Superamento del regime delle proroghe annuali. Storicizzazione dei trasferimenti regionali relativi ai lavoratori precari degli Enti Locali in una prospettiva temporale adeguata. Superamento di alcuni vincoli previsti dalla normativa nazionale e incompatibile con la specificità storica del personale dei comuni siciliani.

Sono queste le mosse per risolvere l’emergenza precari in Sicilia.
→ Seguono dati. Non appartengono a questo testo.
//! Report output model for headless scenario runs.

use anyhow::{bail, Result};
use serde::{Deserialize, Serialize};
use slidekit_core::Anchor;
use std::fs::File;
use std::io::{BufWriter, Write};
use std::path::{Component, Path};

use crate::headless_assert::DiagnosticsSnapshot;

/// Report status for a headless run.
#[derive(Debug, Clone, Copy, PartialEq, Eq, Serialize, Deserialize)]
#[serde(rename_all = "snake_case")]
pub enum ReportStatus {
    Passed,
    Failed,
}

/// Final state of one slide.
#[derive(Debug, Clone, PartialEq, Serialize, Deserialize)]
pub struct SlideSummary {
    pub id: String,
    pub anchor: Anchor,
    pub fraction: f32,
    pub committed: bool,
    pub completions: u32,
}

/// Machine-readable result of a headless run.
#[derive(Debug, Clone, Serialize, Deserialize)]
pub struct HeadlessReport {
    pub status: ReportStatus,
    pub failed_step_index: Option<usize>,
    pub assertion: Option<String>,
    pub message: Option<String>,
    pub elapsed_frames: u64,
    pub elapsed_ms: u64,
    #[serde(default)]
    pub slides: Vec<SlideSummary>,
}

impl HeadlessReport {
    pub fn passed(elapsed_frames: u64, elapsed_ms: u64, snapshot: &DiagnosticsSnapshot) -> Self {
        Self {
            status: ReportStatus::Passed,
            failed_step_index: None,
            assertion: None,
            message: None,
            elapsed_frames,
            elapsed_ms,
            slides: summarize(snapshot),
        }
    }

    pub fn failed(
        assertion: &str,
        failed_step_index: usize,
        message: String,
        elapsed_frames: u64,
        elapsed_ms: u64,
        snapshot: &DiagnosticsSnapshot,
    ) -> Self {
        Self {
            status: ReportStatus::Failed,
            failed_step_index: Some(failed_step_index),
            assertion: Some(assertion.to_string()),
            message: Some(message),
            elapsed_frames,
            elapsed_ms,
            slides: summarize(snapshot),
        }
    }

    /// Write pretty JSON to `path`, creating parent directories.
    ///
    /// Only relative paths without `..` are accepted.
    pub fn write_to_path(&self, path: &Path) -> Result<()> {
        ensure_contained(path)?;
        if let Some(parent) = path.parent().filter(|p| !p.as_os_str().is_empty()) {
            std::fs::create_dir_all(parent)?;
        }
        let mut file = BufWriter::new(File::create(path)?);
        self.write_to_writer(&mut file)?;
        file.flush()?;
        Ok(())
    }

    pub fn write_to_writer<W: Write>(&self, writer: &mut W) -> Result<()> {
        serde_json::to_writer_pretty(&mut *writer, self)?;
        writeln!(writer)?;
        Ok(())
    }
}

fn ensure_contained(path: &Path) -> Result<()> {
    for component in path.components() {
        match component {
            Component::RootDir | Component::Prefix(_) => {
                bail!("report path {} must be relative", path.display())
            }
            Component::ParentDir => {
                bail!("report path {} must not contain '..'", path.display())
            }
            Component::CurDir | Component::Normal(_) => {}
        }
    }
    Ok(())
}

/// Slides sorted by id so reports diff cleanly
fn summarize(snapshot: &DiagnosticsSnapshot) -> Vec<SlideSummary> {
    let mut slides: Vec<SlideSummary> = snapshot
        .slides
        .iter()
        .map(|(id, slide)| SlideSummary {
            id: id.clone(),
            anchor: slide.anchor,
            fraction: slide.fraction,
            committed: slide.committed,
            completions: slide.completions,
        })
        .collect();
    slides.sort_by(|a, b| a.id.cmp(&b.id));
    slides
}
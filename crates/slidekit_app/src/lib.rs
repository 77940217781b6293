//! SlideKit App
//!
//! Headless hosting for slide widgets. [`SlideHost`] plays the role of the
//! application: it mounts named slides, owns each slide's committed flag and
//! forwards input. Scenarios replay a JSON script of gestures and assertions
//! against a host at a fixed tick and produce a [`HeadlessReport`].
//!
//! # Example
//!
//! ```rust
//! use slidekit_app::{run_scenario, HeadlessRunConfig};
//!
//! let outcome = run_scenario(
//!     r#"{ "steps": [
//!         { "type": "mount", "id": "pay" },
//!         { "type": "drag_start", "id": "pay" },
//!         { "type": "drag", "id": "pay", "delta": 220.0 },
//!         { "type": "release", "id": "pay" },
//!         { "type": "tick", "frames": 60 },
//!         { "type": "assert_anchor", "id": "pay", "anchor": "end" },
//!         { "type": "assert_completed", "id": "pay", "count": 1 }
//!     ] }"#,
//!     HeadlessRunConfig::default(),
//! )
//! .unwrap();
//! assert!(!outcome.is_failed());
//! ```

pub mod headless_assert;
pub mod headless_report;
pub mod headless_runner;
pub mod headless_runtime;
pub mod headless_scenario;
pub mod host;

pub use headless_assert::{AssertionResult, DiagnosticsSlide, DiagnosticsSnapshot};
pub use headless_report::{HeadlessReport, ReportStatus, SlideSummary};
pub use headless_runner::{run_loaded_scenario, run_scenario, RunOutcome};
pub use headless_runtime::{HeadlessContext, HeadlessRunConfig, HeadlessRuntime};
pub use headless_scenario::{HeadlessScenario, ScenarioStep};
pub use host::{HostError, MountOptions, SlideHost, SlideId};
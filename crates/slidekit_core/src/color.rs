//! RGBA colour used by themes and render snapshots

/// RGBA color (linear space)
#[derive(Clone, Copy, Debug, PartialEq)]
pub struct Color {
    pub r: f32,
    pub g: f32,
    pub b: f32,
    pub a: f32,
}

impl Color {
    pub const WHITE: Color = Color::rgb(1.0, 1.0, 1.0);
    pub const BLACK: Color = Color::rgb(0.0, 0.0, 0.0);
    pub const TRANSPARENT: Color = Color::rgba(0.0, 0.0, 0.0, 0.0);

    pub const fn rgb(r: f32, g: f32, b: f32) -> Self {
        Self { r, g, b, a: 1.0 }
    }

    pub const fn rgba(r: f32, g: f32, b: f32, a: f32) -> Self {
        Self { r, g, b, a }
    }

    /// `0xRRGGBB`
    pub fn from_hex(hex: u32) -> Self {
        let channel = |shift: u32| ((hex >> shift) & 0xFF) as f32 / 255.0;
        Self::rgb(channel(16), channel(8), channel(0))
    }

    /// Parse `#RRGGBB` or `#RRGGBBAA` (leading `#` optional)
    pub fn parse_hex(text: &str) -> Option<Self> {
        let digits = text.trim().trim_start_matches('#');
        let value = u32::from_str_radix(digits, 16).ok()?;
        match digits.len() {
            6 => Some(Self::from_hex(value)),
            8 => Some(Self::from_hex(value >> 8).with_alpha((value & 0xFF) as f32 / 255.0)),
            _ => None,
        }
    }

    pub fn with_alpha(mut self, alpha: f32) -> Self {
        self.a = alpha;
        self
    }

    /// Component-wise interpolation, `t` clamped to `[0, 1]`
    pub fn lerp(from: &Self, to: &Self, t: f32) -> Self {
        let t = if t.is_nan() { 0.0 } else { t.clamp(0.0, 1.0) };
        Self {
            r: from.r + (to.r - from.r) * t,
            g: from.g + (to.g - from.g) * t,
            b: from.b + (to.b - from.b) * t,
            a: from.a + (to.a - from.a) * t,
        }
    }

    pub fn to_array(&self) -> [f32; 4] {
        [self.r, self.g, self.b, self.a]
    }
}

impl Default for Color {
    fn default() -> Self {
        Self::BLACK
    }
}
Li hanno messi nero su bianco a Villa Niscemi a Palermo, nel corso della riunione del tavolo tecnico convocato dall’Anci Sicilia con i sindacati CSA, ALBA, CUB PI, MGL, Peps, e alla quale hanno partecipato anche Fp Cgil, Cisl Fp, Uil Fpl.

“Abbiamo concordato all’Anci Sicilia – dichiarano i Segretari CSA, CUB PI e ALBA Giuseppe Badagliacca, Marcello Terzo e Maurizio Bongiovanni, – i punti per risoluzione definitiva della problematica dei lavoratori a tempo determinato degli Enti locali siciliani”.

Alla fine della riunione Sindacati e Anci Sicilia hanno convenuto di incontrarsi la prossima settimana per definire la proposta da portare insieme alla Regione. L’accordo raggiunto con l’Anci Sicilia e al quale si sono uniti anche Fp Cgil, Cisl Fp , Uil Fpl denota, che il grande senso di responsabilità dimostrato nello scorso incontro dai sindacati autonomi e di base ha prodotto un risultato importante costituendo di fatto il tavolo tecnico mirato a trovare il massimo coinvolgimento di più soggetti per una soluzione nel solo interesse dei lavoratori.

I Segretari CSA, CUB PI e ALBA Badagliacca, Terzo e Bongiovanni dichiarano che il tavolo tecnico dell’Anci Sicilia resta in attesa di una convocazione da parte della Regione Siciliana per trovare attraverso il confronto soluzioni condivise per il bene dei lavoratori e per evitare continue strumentalizzazioni.